Does it sound daunting? Well, I wouldn’t look at it that way entirely. Let’s just say it is a challenge to keep it under control.
Because crabgrass is an annual grass, it is all about seed. Pre-emergents like corn gluten in the early spring will certainly help, but what many people neglect to do is reapply the control every 6 weeks. Pre-emergents prevent seed from germinating, but the active ingredient only remains viable in the soil for about 4 to 6 weeks.
And, if it is rainy season the efficacy is diminished further.
A little elbow grease goes a long way, too. When you see a clump of the light green blades begin to creep through the fescue, pull it up. With all the moisture in the soil (for most of us), you will find it quite easy to “weed” small patches of crabgrass.

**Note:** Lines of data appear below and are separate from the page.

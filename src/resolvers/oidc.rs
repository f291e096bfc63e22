//! OIDC token validation against external identity providers.
//!
//! Provider public keys come from each issuer's JWKS endpoint and are
//! cached in memory. On-path lookups serve a cached key even when the
//! entry is past its refresh interval (the background refresher keeps
//! it current); the network is only touched when the kid is genuinely
//! unknown, and every such fetch goes through the circuit breaker and
//! retry policy so a flapping provider degrades to fast 503s instead
//! of piling up latency.

use std::collections::{HashMap, HashSet};
use std::sync::{Arc, RwLock};
use std::time::{Duration, Instant};

use jwt_simple::prelude::{JWTClaims, RS256PublicKey, RSAPublicKeyLike, Token, VerificationOptions};
use serde::{Deserialize, Serialize};

use crate::config::TrustedIssuer;
use crate::error::{AuthError, Result};
use crate::context::{AuthContext, AuthMethod};
use crate::resilience::{CircuitBreaker, RetryPolicy};

use super::classify_token_failure;

struct CachedJwks {
    keys: HashMap<String, RS256PublicKey>,
    fetched_at: Instant,
}

impl CachedJwks {
    fn is_stale(&self, ttl: Duration) -> bool {
        self.fetched_at.elapsed() > ttl
    }
}

enum Lookup {
    Hit(RS256PublicKey),
    /// Fresh entry without the kid. Refetching would let an attacker
    /// with an arbitrary kid drive traffic to the provider.
    KnownMissing,
    NeedsFetch,
}

/// Per-process JWKS cache keyed by endpoint URL.
pub struct JwksCache {
    cache: RwLock<HashMap<String, CachedJwks>>,
    client: reqwest::Client,
    refresh_interval: Duration,
}

impl JwksCache {
    pub fn new(refresh_interval: Duration, fetch_timeout: Duration) -> Result<Self> {
        let client = reqwest::Client::builder()
            .timeout(fetch_timeout)
            .build()
            .map_err(|e| AuthError::Internal(format!("failed to build HTTP client: {e}")))?;
        Ok(Self {
            cache: RwLock::new(HashMap::new()),
            client,
            refresh_interval,
        })
    }

    fn lookup(&self, jwks_url: &str, kid: &str) -> Lookup {
        let cache = self.cache.read().unwrap_or_else(|p| p.into_inner());
        match cache.get(jwks_url) {
            Some(cached) => match cached.keys.get(kid) {
                Some(key) => Lookup::Hit(key.clone()),
                None if !cached.is_stale(self.refresh_interval) => Lookup::KnownMissing,
                None => Lookup::NeedsFetch,
            },
            None => Lookup::NeedsFetch,
        }
    }

    fn install(&self, jwks_url: &str, keys: HashMap<String, RS256PublicKey>) {
        let mut cache = self.cache.write().unwrap_or_else(|p| p.into_inner());
        cache.insert(
            jwks_url.to_string(),
            CachedJwks {
                keys,
                fetched_at: Instant::now(),
            },
        );
    }

    /// Fetch the endpoint once and replace the cached entry. Used by
    /// the background refresher; on-path fetches add resilience around
    /// this in `get_key`.
    pub async fn refresh(&self, jwks_url: &str) -> Result<usize> {
        let keys = self.fetch_jwks(jwks_url).await?;
        let count = keys.len();
        self.install(jwks_url, keys);
        Ok(count)
    }

    async fn get_key(
        &self,
        jwks_url: &str,
        kid: &str,
        breaker: &CircuitBreaker,
        retry: &RetryPolicy,
        deadline: Option<Instant>,
    ) -> Result<RS256PublicKey> {
        match self.lookup(jwks_url, kid) {
            Lookup::Hit(key) => return Ok(key),
            Lookup::KnownMissing => return Err(AuthError::UnknownKey),
            Lookup::NeedsFetch => {}
        }

        let keys = breaker
            .execute(|| retry.run("jwks_fetch", deadline, || self.fetch_jwks(jwks_url)))
            .await?;
        let key = keys.get(kid).cloned();
        self.install(jwks_url, keys);
        key.ok_or(AuthError::UnknownKey)
    }

    async fn fetch_jwks(&self, url: &str) -> Result<HashMap<String, RS256PublicKey>> {
        let response = self
            .client
            .get(url)
            .send()
            .await
            .map_err(|e| AuthError::ProviderUnavailable(format!("JWKS request failed: {e}")))?;

        if !response.status().is_success() {
            return Err(AuthError::ProviderUnavailable(format!(
                "HTTP {} from JWKS endpoint",
                response.status()
            )));
        }

        let jwks: JwksResponse = response.json().await.map_err(|e| {
            AuthError::ProviderUnavailable(format!("failed to parse JWKS JSON: {e}"))
        })?;

        let mut keys = HashMap::new();
        for jwk in jwks.keys {
            if jwk.kty != "RSA" {
                continue;
            }
            if let Some(ref alg) = jwk.alg {
                if alg != "RS256" {
                    continue;
                }
            }
            let kid = match jwk.kid {
                Some(ref k) => k.clone(),
                None => continue,
            };
            match parse_rsa_public_key(&jwk.n, &jwk.e) {
                Ok(public_key) => {
                    keys.insert(kid, public_key);
                }
                Err(e) => {
                    tracing::warn!("skipping unparseable JWK with kid '{}': {}", kid, e);
                }
            }
        }

        if keys.is_empty() {
            return Err(AuthError::ProviderUnavailable(
                "no usable RS256 keys in JWKS".to_string(),
            ));
        }

        Ok(keys)
    }
}

/// JWKS response structure (RFC 7517)
#[derive(Debug, Deserialize)]
struct JwksResponse {
    keys: Vec<Jwk>,
}

#[derive(Debug, Deserialize)]
struct Jwk {
    kty: String,
    kid: Option<String>,
    alg: Option<String>,
    /// RSA modulus, base64url
    #[serde(default)]
    n: String,
    /// RSA exponent, base64url
    #[serde(default)]
    e: String,
}

/// Parse an RSA public key from base64url-encoded n and e components.
fn parse_rsa_public_key(n_b64: &str, e_b64: &str) -> Result<RS256PublicKey> {
    use base64::engine::general_purpose::URL_SAFE_NO_PAD;
    use base64::Engine;

    let n_bytes = URL_SAFE_NO_PAD
        .decode(n_b64)
        .map_err(|e| AuthError::ProviderUnavailable(format!("invalid base64url for 'n': {e}")))?;
    let e_bytes = URL_SAFE_NO_PAD
        .decode(e_b64)
        .map_err(|e| AuthError::ProviderUnavailable(format!("invalid base64url for 'e': {e}")))?;

    let der = build_rsa_public_key_der(&n_bytes, &e_bytes);

    RS256PublicKey::from_der(&der)
        .map_err(|e| AuthError::ProviderUnavailable(format!("failed to parse RSA key: {e}")))
}

/// Build a DER SubjectPublicKeyInfo wrapping a PKCS#1 RSAPublicKey
/// (SEQUENCE of INTEGER n, INTEGER e).
fn build_rsa_public_key_der(n: &[u8], e: &[u8]) -> Vec<u8> {
    fn encode_integer(bytes: &[u8]) -> Vec<u8> {
        let mut out = Vec::new();
        // High bit set would read as negative; pad with a zero byte.
        let needs_padding = !bytes.is_empty() && (bytes[0] & 0x80) != 0;
        let len = bytes.len() + usize::from(needs_padding);

        out.push(0x02); // INTEGER
        encode_length(&mut out, len);
        if needs_padding {
            out.push(0x00);
        }
        out.extend_from_slice(bytes);
        out
    }

    fn encode_length(out: &mut Vec<u8>, len: usize) {
        if len < 128 {
            out.push(len as u8);
        } else if len < 256 {
            out.push(0x81);
            out.push(len as u8);
        } else {
            out.push(0x82);
            out.push((len >> 8) as u8);
            out.push((len & 0xff) as u8);
        }
    }

    let n_der = encode_integer(n);
    let e_der = encode_integer(e);

    let mut rsa_key = Vec::new();
    rsa_key.push(0x30); // SEQUENCE
    encode_length(&mut rsa_key, n_der.len() + e_der.len());
    rsa_key.extend_from_slice(&n_der);
    rsa_key.extend_from_slice(&e_der);

    // AlgorithmIdentifier for rsaEncryption: 1.2.840.113549.1.1.1
    let algorithm_id = [
        0x30, 0x0d, // SEQUENCE
        0x06, 0x09, // OID
        0x2a, 0x86, 0x48, 0x86, 0xf7, 0x0d, 0x01, 0x01, 0x01, // rsaEncryption
        0x05, 0x00, // NULL
    ];

    let mut bit_string = Vec::new();
    bit_string.push(0x03); // BIT STRING
    encode_length(&mut bit_string, rsa_key.len() + 1);
    bit_string.push(0x00); // unused bits
    bit_string.extend_from_slice(&rsa_key);

    let mut result = Vec::new();
    result.push(0x30); // SEQUENCE
    encode_length(&mut result, algorithm_id.len() + bit_string.len());
    result.extend_from_slice(&algorithm_id);
    result.extend_from_slice(&bit_string);

    result
}

/// Custom claims we read off provider tokens. Role-bearing claims
/// vary by provider, so both `roles` and `groups` contribute.
#[derive(Debug, Clone, Serialize, Deserialize)]
struct OidcTokenClaims {
    #[serde(default)]
    roles: Vec<String>,
    #[serde(default)]
    groups: Vec<String>,
}

pub struct OidcResolver {
    issuers: Vec<TrustedIssuer>,
    cache: Arc<JwksCache>,
    breaker: Arc<CircuitBreaker>,
    retry: RetryPolicy,
    fetch_budget: Duration,
}

impl OidcResolver {
    pub fn new(
        issuers: Vec<TrustedIssuer>,
        cache: Arc<JwksCache>,
        breaker: Arc<CircuitBreaker>,
        retry: RetryPolicy,
        fetch_budget: Duration,
    ) -> Self {
        Self {
            issuers,
            cache,
            breaker,
            retry,
            fetch_budget,
        }
    }

    pub fn handles_issuer(&self, issuer: &str) -> bool {
        self.issuers.iter().any(|i| i.issuer == issuer)
    }

    pub fn jwks_urls(&self) -> Vec<String> {
        self.issuers.iter().map(|i| i.jwks_url.clone()).collect()
    }

    pub async fn resolve(&self, token: &str) -> Result<AuthContext> {
        let metadata = Token::decode_metadata(token)
            .map_err(|e| AuthError::TokenInvalid(format!("invalid token header: {e}")))?;
        let kid = metadata.key_id().ok_or(AuthError::MissingKey)?;

        let issuer = super::decode_unverified_claims(token)
            .and_then(|c| c.get("iss").and_then(|v| v.as_str().map(String::from)))
            .ok_or(AuthError::MissingClaims("iss"))?;

        let trusted = self
            .issuers
            .iter()
            .find(|i| i.issuer == issuer)
            .ok_or(AuthError::UntrustedIssuer)?;

        let deadline = Instant::now() + self.fetch_budget;
        let public_key = self
            .cache
            .get_key(
                &trusted.jwks_url,
                kid,
                &self.breaker,
                &self.retry,
                Some(deadline),
            )
            .await?;

        let mut allowed_issuers = HashSet::new();
        allowed_issuers.insert(trusted.issuer.clone());
        let mut allowed_audiences = HashSet::new();
        allowed_audiences.insert(trusted.audience.clone());

        let options = VerificationOptions {
            allowed_issuers: Some(allowed_issuers),
            allowed_audiences: Some(allowed_audiences),
            time_tolerance: Some(jwt_simple::prelude::Duration::from_secs(0)),
            ..Default::default()
        };

        let verified: JWTClaims<OidcTokenClaims> = public_key
            .verify_token(token, Some(options))
            .map_err(|e| classify_token_failure(token, e.to_string()))?;

        let subject = match verified.subject {
            Some(sub) if !sub.is_empty() => sub,
            _ => return Err(AuthError::MissingClaims("sub")),
        };

        let roles: HashSet<String> = verified
            .custom
            .roles
            .into_iter()
            .chain(verified.custom.groups)
            .collect();

        Ok(AuthContext {
            method: AuthMethod::Oidc,
            principal_id: subject,
            roles,
            expires_at: verified.expires_at.map(|d| d.as_secs() as i64),
        })
    }
}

Gingerly pull the creeping blades that have developed roots out of their entanglement with your fescue. Once you have loosened these, you can better grip the main, center roots and pull it right out.
Reseeding of bare areas after the crabgrass is removed can be done now. To deter seed-to-soil contact, maintain a higher mower height. If you fertilize your lawn, only do so in the fall.
You may be quite surprised at the history of crabgrass and how it was first introduced in the United States. Actually it came across the ocean with immigrants from Europe who had cultivated crabgrass for the seed.
Crabgrass seed was used like millet.....a common ingredient in porridges and breads. When its use in the kitchen declined because of more efficient crops of corn and wheat (it took 100,000 crabgrass seeds to make a pound), crabgrass was used as cattle fodder.
As the native summer fodder browned out, the green crabgrass proved appealing to cattle. Our sheep happily eat it and in droughty years we welcome its summer growth as the fescue goes dormant.
Crabgrass declined in use as fodder by the turn of the century, but the invasive grass already had planted its seed. In a relatively short period of time, crabgrass has spread throughout the entire United States.
Once we started to have manicured lawns, crabgrass really went crazy. It was more noticeable, for one thing, but more than anything else the fact that we were mowing our lawns short meant that the crabgrass seed could make contact with the soil at a much higher percentage (that’s one of the reasons why you should not mow shorter than 2.5 inches). Yet another lesson in how human activity can change the environment of a continent.
If you are thinking about doing some lawn renovation, now is a good time to get it done. The ideal scenario is to get a good stand of grass (that has been mowed a time or two) established before winter sets in.
Keep any seed moist until germination takes place. Once the seedlings are set, water every few days, and forgo any fertilization until next season. Water will be key to establishing the grass, so if Mother Nature does not deliver, pull out the hoses.
Check out gardening columnist Jeneen Wiche’s work at www.SwallowRailFarm.com. You can find her columns also at www.SentinelNews.com/agriculture. She answers questions once a month in SentinelNewsPlus. To submit a question, send an E-mail to firstname.lastname@example.org type “Sentinel-News” in the subject field.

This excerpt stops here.